**Problem to work on:**
In the data below, find the lines containing "usize" and say how many there are, nothing more.

**Material provided:**

// SPDX-License-Identifier: MPL-2.0
//! Diagnostics domain types.

/// Event buffer capacity bounds.
pub mod buffer_capacity_bounds {
    pub const MIN: usize = 100;
    pub const MAX: usize = 10_000;
    pub const DEFAULT: usize = 1000;
}

/// Number of events retained by the diagnostics buffer, within 100–10000.
#[derive(Debug, Clone, Copy, PartialEq, Eq)]
pub struct BufferCapacity(usize);

impl BufferCapacity {
    #[must_use]
    pub fn new(value: usize) -> Self {
        Self(value.clamp(buffer_capacity_bounds::MIN, buffer_capacity_bounds::MAX))
    }

    #[must_use]
    pub fn value(self) -> usize {
        self.0
    }

    /// Bound for the channel feeding the buffer.
    ///
    /// Events are drained every frame, so a quarter of the buffer is plenty.
    #[must_use]
    pub fn channel_bound(self) -> usize {
        self.0 / 4
    }
}

impl Default for BufferCapacity {
    fn default() -> Self {
        Self(buffer_capacity_bounds::DEFAULT)
    }
}

#[cfg(test)]
mod tests {
    use super::*;

    #[test]
    fn clamps_to_bounds() {
        assert_eq!(BufferCapacity::new(0).value(), buffer_capacity_bounds::MIN);
        assert_eq!(
            BufferCapacity::new(1_000_000).value(),
            buffer_capacity_bounds::MAX
        );
        assert_eq!(BufferCapacity::new(2500).value(), 2500);
    }

    #[test]
    fn default_is_one_thousand() {
        assert_eq!(BufferCapacity::default().value(), 1000);
    }

    #[test]
    fn channel_bound_is_never_zero() {
        assert!(BufferCapacity::new(0).channel_bound() > 0);
        assert_eq!(BufferCapacity::default().channel_bound(), 250);
    }
}
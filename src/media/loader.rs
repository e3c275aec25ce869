// SPDX-License-Identifier: MPL-2.0
//! Async image fetching.

use super::ImageSource;
use crate::app::config::IMAGE_REQUEST_TIMEOUT_SECS;
use crate::domain::gallery::ImageRef;
use crate::error::{Error, Result};
use iced::widget::image;
use std::time::Duration;

/// Fetches image bytes from the network or the filesystem.
///
/// Cheap to clone; clones share the HTTP connection pool.
#[derive(Debug, Clone)]
pub struct ImageLoader {
    client: reqwest::Client,
}

impl ImageLoader {
    /// Builds a loader with a bounded redirect policy and request timeout.
    pub fn new() -> Result<Self> {
        let client = reqwest::Client::builder()
            .redirect(reqwest::redirect::Policy::limited(10))
            .user_agent(concat!("PortfolioLens/", env!("CARGO_PKG_VERSION")))
            .timeout(Duration::from_secs(IMAGE_REQUEST_TIMEOUT_SECS))
            .build()?;
        Ok(Self { client })
    }

    /// Reads the raw bytes of `source`.
    ///
    /// # Errors
    ///
    /// [`Error::Network`] for connection failures and non-success HTTP
    /// status; [`Error::Io`] for unreadable local files.
    pub async fn fetch_bytes(&self, source: &ImageSource) -> Result<Vec<u8>> {
        match source {
            ImageSource::Remote(url) => {
                let response = self.client.get(url).send().await?;
                if !response.status().is_success() {
                    return Err(Error::Network(format!(
                        "HTTP status: {}",
                        response.status()
                    )));
                }
                let bytes = response.bytes().await?;
                Ok(bytes.to_vec())
            }
            ImageSource::Local(path) => Ok(tokio::fs::read(path).await?),
        }
    }
}

/// Loads one gallery image into an Iced handle.
///
/// Returns the reference alongside the result so the caller can settle its
/// pending bookkeeping whatever the outcome. Decoding happens lazily in the
/// renderer, so a corrupt file shows up as an empty image rather than here.
pub async fn load_image(
    loader: ImageLoader,
    image_ref: ImageRef,
) -> (ImageRef, Result<image::Handle>) {
    let source = ImageSource::from(&image_ref);
    let result = loader
        .fetch_bytes(&source)
        .await
        .and_then(|bytes| {
            if bytes.is_empty() {
                Err(Error::Io(format!("{image_ref} is empty")))
            } else {
                Ok(image::Handle::from_bytes(bytes))
            }
        });
    (image_ref, result)
}
// SPDX-License-Identifier: MPL-2.0
//! Domain layer - Core presentation logic with ZERO external dependencies.
//!
//! This module contains pure domain types, value objects, and state machines.
//! It has no dependencies on external crates (except `std`) so every rule
//! about gallery navigation, focus containment, and gestures can be tested
//! without a window.
//!
//! # Modules
//!
//! - [`carousel`]: Auto-advancing slide rotation ([`Carousel`](carousel::Carousel))
//! - [`diagnostics`]: Diagnostics types ([`BufferCapacity`](diagnostics::BufferCapacity))
//! - [`focus`]: Focus ring and focus trap ([`FocusRing`](focus::FocusRing),
//!   [`FocusTrap`](focus::FocusTrap))
//! - [`gallery`]: Gallery items and the viewer state machine
//!   ([`GalleryItem`](gallery::GalleryItem), [`GalleryViewer`](gallery::GalleryViewer))
//! - [`gesture`]: Horizontal swipe detection ([`SwipeTracker`](gesture::SwipeTracker))
//! - [`navigation`]: Wrap-around index arithmetic shared by the above
//! - [`ui`]: UI value objects ([`SwipeThreshold`](ui::newtypes::SwipeThreshold),
//!   [`FocusDelay`](ui::newtypes::FocusDelay),
//!   [`AutoAdvanceInterval`](ui::newtypes::AutoAdvanceInterval))

pub mod carousel;
pub mod diagnostics;
pub mod focus;
pub mod gallery;
pub mod gesture;
pub mod navigation;
pub mod ui;
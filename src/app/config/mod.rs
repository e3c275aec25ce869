// SPDX-License-Identifier: MPL-2.0
//! Loading and saving user preferences in `settings.toml`.
//!
//! # Configuration Sections
//!
//! - `[general]` - Language and theme mode
//! - `[gallery]` - Swipe threshold, deferred focus delay, neighbour prefetch
//! - `[carousel]` - Testimonial auto-advance interval and reduced motion
//! - `[diagnostics]` - Event buffer capacity
//!
//! Every value is optional. Missing values fall back to the constants in
//! [`defaults`], and out-of-range values are clamped by the domain newtypes
//! returned from the section accessors.
//!
//! # Path Resolution
//!
//! 1. Use `load_from_path()`/`save_to_path()` with explicit path
//! 2. `--config-dir` CLI argument
//! 3. `PORTFOLIO_LENS_CONFIG_DIR` environment variable
//! 4. Platform-specific config directory
//!
//! # Examples
//!
//! ```no_run
//! use portfolio_lens::app::config::{self, Config};
//!
//! let (mut config, _warning) = config::load();
//! config.carousel.reduced_motion = Some(true);
//! config::save(&config).expect("Failed to save config");
//! ```

pub mod defaults;

pub use defaults::*;

use crate::app::paths;
use crate::domain::diagnostics::BufferCapacity;
use crate::domain::ui::newtypes::{AutoAdvanceInterval, FocusDelay, SwipeThreshold};
use crate::error::{Error, Result};
use crate::ui::theming::ThemeMode;
use serde::{Deserialize, Serialize};
use std::fs;
use std::path::{Path, PathBuf};

const CONFIG_FILE: &str = "settings.toml";

/// Warning key returned by [`load`] when an existing file cannot be parsed.
pub const LOAD_ERROR_KEY: &str = "notification-config-load-error";

// =============================================================================
// Section Structs
// =============================================================================

/// General application settings.
#[derive(Debug, Clone, Serialize, Deserialize, PartialEq, Default)]
pub struct GeneralConfig {
    /// UI language code (e.g., "en-US", "fr").
    #[serde(default, skip_serializing_if = "Option::is_none")]
    pub language: Option<String>,

    #[serde(default)]
    pub theme_mode: ThemeMode,
}

/// Gallery viewer behavior.
#[derive(Debug, Clone, Serialize, Deserialize, PartialEq)]
pub struct GalleryConfig {
    /// Horizontal travel in logical pixels for a touch to count as a swipe.
    #[serde(
        default = "default_swipe_threshold_px",
        skip_serializing_if = "Option::is_none"
    )]
    pub swipe_threshold_px: Option<f32>,

    /// Delay before the opened viewer focuses its container.
    #[serde(
        default = "default_initial_focus_delay_ms",
        skip_serializing_if = "Option::is_none"
    )]
    pub initial_focus_delay_ms: Option<u64>,

    /// Fetch the images on either side of the current one in the background.
    #[serde(
        default = "default_prefetch_neighbors",
        skip_serializing_if = "Option::is_none"
    )]
    pub prefetch_neighbors: Option<bool>,
}

impl GalleryConfig {
    #[must_use]
    pub fn swipe_threshold(&self) -> SwipeThreshold {
        self.swipe_threshold_px
            .map(SwipeThreshold::new)
            .unwrap_or_default()
    }

    #[must_use]
    pub fn initial_focus_delay(&self) -> FocusDelay {
        self.initial_focus_delay_ms
            .map(FocusDelay::new)
            .unwrap_or_default()
    }

    #[must_use]
    pub fn prefetch_enabled(&self) -> bool {
        self.prefetch_neighbors.unwrap_or(true)
    }
}

impl Default for GalleryConfig {
    fn default() -> Self {
        Self {
            swipe_threshold_px: default_swipe_threshold_px(),
            initial_focus_delay_ms: default_initial_focus_delay_ms(),
            prefetch_neighbors: default_prefetch_neighbors(),
        }
    }
}

/// Testimonial carousel behavior.
#[derive(Debug, Clone, Serialize, Deserialize, PartialEq)]
pub struct CarouselConfig {
    #[serde(
        default = "default_auto_advance_secs",
        skip_serializing_if = "Option::is_none"
    )]
    pub auto_advance_secs: Option<u32>,

    /// Disable auto-advance entirely.
    #[serde(default, skip_serializing_if = "Option::is_none")]
    pub reduced_motion: Option<bool>,
}

impl CarouselConfig {
    #[must_use]
    pub fn auto_advance_interval(&self) -> AutoAdvanceInterval {
        self.auto_advance_secs
            .map(AutoAdvanceInterval::new)
            .unwrap_or_default()
    }

    #[must_use]
    pub fn reduced_motion(&self) -> bool {
        self.reduced_motion.unwrap_or(false)
    }
}

impl Default for CarouselConfig {
    fn default() -> Self {
        Self {
            auto_advance_secs: default_auto_advance_secs(),
            reduced_motion: Some(false),
        }
    }
}

/// Diagnostics collection settings.
#[derive(Debug, Clone, Serialize, Deserialize, PartialEq)]
pub struct DiagnosticsConfig {
    #[serde(
        default = "default_buffer_capacity",
        skip_serializing_if = "Option::is_none"
    )]
    pub buffer_capacity: Option<usize>,
}

impl DiagnosticsConfig {
    #[must_use]
    pub fn buffer_capacity(&self) -> BufferCapacity {
        self.buffer_capacity
            .map(BufferCapacity::new)
            .unwrap_or_default()
    }
}

impl Default for DiagnosticsConfig {
    fn default() -> Self {
        Self {
            buffer_capacity: default_buffer_capacity(),
        }
    }
}

// =============================================================================
// Main Config Struct (Sectioned)
// =============================================================================

#[derive(Debug, Clone, Serialize, Deserialize, PartialEq, Default)]
pub struct Config {
    #[serde(default)]
    pub general: GeneralConfig,

    #[serde(default)]
    pub gallery: GalleryConfig,

    #[serde(default)]
    pub carousel: CarouselConfig,

    #[serde(default)]
    pub diagnostics: DiagnosticsConfig,
}

// =============================================================================
// Default Value Functions
// =============================================================================

fn default_swipe_threshold_px() -> Option<f32> {
    Some(DEFAULT_SWIPE_THRESHOLD_PX)
}

fn default_initial_focus_delay_ms() -> Option<u64> {
    Some(DEFAULT_INITIAL_FOCUS_DELAY_MS)
}

fn default_prefetch_neighbors() -> Option<bool> {
    Some(true)
}

fn default_auto_advance_secs() -> Option<u32> {
    Some(DEFAULT_AUTO_ADVANCE_SECS)
}

fn default_buffer_capacity() -> Option<usize> {
    Some(DEFAULT_DIAGNOSTICS_BUFFER_CAPACITY)
}

// =============================================================================
// Config Path Resolution
// =============================================================================

fn get_config_path_with_override(base_dir: Option<PathBuf>) -> Option<PathBuf> {
    paths::get_app_config_dir_with_override(base_dir).map(|mut path| {
        path.push(CONFIG_FILE);
        path
    })
}

// =============================================================================
// Load Functions
// =============================================================================

/// Loads the configuration from the default path.
///
/// Returns a tuple of (config, optional_warning). A missing file is not an
/// error; a file that exists but cannot be parsed yields the defaults and
/// the [`LOAD_ERROR_KEY`] warning.
pub fn load() -> (Config, Option<String>) {
    load_with_override(None)
}

/// Loads the configuration from a custom directory.
pub fn load_with_override(base_dir: Option<PathBuf>) -> (Config, Option<String>) {
    if let Some(path) = get_config_path_with_override(base_dir) {
        if path.exists() {
            return match load_from_path(&path) {
                Ok(config) => (config, None),
                Err(_) => (Config::default(), Some(LOAD_ERROR_KEY.to_string())),
            };
        }
    }
    (Config::default(), None)
}

/// Loads configuration from a specific path.
pub fn load_from_path(path: &Path) -> Result<Config> {
    let content = fs::read_to_string(path)?;
    let config: Config = toml::from_str(&content)?;
    Ok(config)
}

// =============================================================================
// Save Functions
// =============================================================================

pub fn save(config: &Config) -> Result<()> {
    save_with_override(config, None)
}

pub fn save_with_override(config: &Config, base_dir: Option<PathBuf>) -> Result<()> {
    if let Some(path) = get_config_path_with_override(base_dir) {
        return save_to_path(config, &path);
    }
    Ok(())
}

/// Saves configuration to a specific path, creating parent directories.
pub fn save_to_path(config: &Config, path: &Path) -> Result<()> {
    if let Some(parent) = path.parent() {
        fs::create_dir_all(parent)?;
    }
    let content = toml::to_string_pretty(config).map_err(Error::from)?;
    fs::write(path, content)?;
    Ok(())
}

// =============================================================================
// Tests
// =============================================================================

#[cfg(test)]
mod tests {
    use super::*;
    use approx::assert_abs_diff_eq;
    use tempfile::tempdir;

    #[test]
    fn default_config_uses_documented_values() {
        let config = Config::default();
        assert_eq!(config.general.language, None);
        assert_eq!(config.general.theme_mode, ThemeMode::System);
        assert_abs_diff_eq!(config.gallery.swipe_threshold().value(), 50.0);
        assert_eq!(config.gallery.initial_focus_delay().value(), 100);
        assert!(config.gallery.prefetch_enabled());
        assert_eq!(config.carousel.auto_advance_interval().value(), 5);
        assert!(!config.carousel.reduced_motion());
        assert_eq!(config.diagnostics.buffer_capacity().value(), 1000);
    }

    #[test]
    fn save_and_load_round_trip_preserves_settings() {
        let config = Config {
            general: GeneralConfig {
                language: Some("fr".to_string()),
                theme_mode: ThemeMode::Dark,
            },
            gallery: GalleryConfig {
                swipe_threshold_px: Some(80.0),
                initial_focus_delay_ms: Some(0),
                prefetch_neighbors: Some(false),
            },
            carousel: CarouselConfig {
                auto_advance_secs: Some(12),
                reduced_motion: Some(true),
            },
            diagnostics: DiagnosticsConfig {
                buffer_capacity: Some(500),
            },
        };
        let temp_dir = tempdir().expect("failed to create temp dir");
        let config_path = temp_dir.path().join("nested").join("settings.toml");

        save_to_path(&config, &config_path).expect("failed to save config");
        let loaded = load_from_path(&config_path).expect("failed to load config");

        assert_eq!(loaded, config);
    }

    #[test]
    fn partial_file_fills_missing_values_with_defaults() {
        let temp_dir = tempdir().expect("failed to create temp dir");
        let config_path = temp_dir.path().join("settings.toml");
        fs::write(&config_path, "[carousel]\nreduced_motion = true\n")
            .expect("failed to write config");

        let loaded = load_from_path(&config_path).expect("failed to load config");
        assert!(loaded.carousel.reduced_motion());
        assert_eq!(loaded.carousel.auto_advance_secs, Some(DEFAULT_AUTO_ADVANCE_SECS));
        assert_eq!(loaded.gallery, GalleryConfig::default());
    }

    #[test]
    fn out_of_range_values_are_clamped_by_accessors() {
        let config = Config {
            gallery: GalleryConfig {
                swipe_threshold_px: Some(1.0),
                initial_focus_delay_ms: Some(60_000),
                prefetch_neighbors: None,
            },
            carousel: CarouselConfig {
                auto_advance_secs: Some(0),
                reduced_motion: None,
            },
            diagnostics: DiagnosticsConfig {
                buffer_capacity: Some(1),
            },
            ..Config::default()
        };

        assert_abs_diff_eq!(
            config.gallery.swipe_threshold().value(),
            MIN_SWIPE_THRESHOLD_PX
        );
        assert_eq!(
            config.gallery.initial_focus_delay().value(),
            MAX_INITIAL_FOCUS_DELAY_MS
        );
        assert!(config.gallery.prefetch_enabled());
        assert_eq!(
            config.carousel.auto_advance_interval().value(),
            MIN_AUTO_ADVANCE_SECS
        );
        assert_eq!(
            config.diagnostics.buffer_capacity().value(),
            MIN_DIAGNOSTICS_BUFFER_CAPACITY
        );
    }

    #[test]
    fn load_from_path_invalid_toml_errors() {
        let temp_dir = tempdir().expect("failed to create temp dir");
        let config_path = temp_dir.path().join("settings.toml");
        fs::write(&config_path, "not = valid = toml").expect("failed to write invalid toml");

        match load_from_path(&config_path) {
            Err(Error::Config(_)) => {}
            other => panic!("expected Config error, got {:?}", other),
        }
    }

    #[test]
    fn invalid_theme_mode_is_rejected() {
        let temp_dir = tempdir().expect("failed to create temp dir");
        let config_path = temp_dir.path().join("settings.toml");
        fs::write(&config_path, "[general]\ntheme_mode = \"sepia\"\n")
            .expect("failed to write config");

        assert!(matches!(
            load_from_path(&config_path),
            Err(Error::Config(_))
        ));
    }

    #[test]
    fn load_with_override_warns_on_corrupted_file() {
        let temp_dir = tempdir().expect("failed to create temp dir");
        fs::write(temp_dir.path().join(CONFIG_FILE), "[[[").expect("failed to write config");

        let (config, warning) = load_with_override(Some(temp_dir.path().to_path_buf()));
        assert_eq!(config, Config::default());
        assert_eq!(warning.as_deref(), Some(LOAD_ERROR_KEY));
    }

    #[test]
    fn load_with_override_missing_file_is_silent() {
        let temp_dir = tempdir().expect("failed to create temp dir");
        let (config, warning) = load_with_override(Some(temp_dir.path().join("absent")));
        assert_eq!(config, Config::default());
        assert!(warning.is_none());
    }

    #[test]
    fn save_with_override_creates_directory() {
        let temp_dir = tempdir().expect("failed to create temp dir");
        let base = temp_dir.path().join("deep").join("config");
        let mut config = Config::default();
        config.general.language = Some("en-US".to_string());

        save_with_override(&config, Some(base.clone())).expect("failed to save config");
        assert!(base.join(CONFIG_FILE).exists());

        let (loaded, warning) = load_with_override(Some(base));
        assert!(warning.is_none());
        assert_eq!(loaded.general.language.as_deref(), Some("en-US"));
    }
}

**Answer box:**
9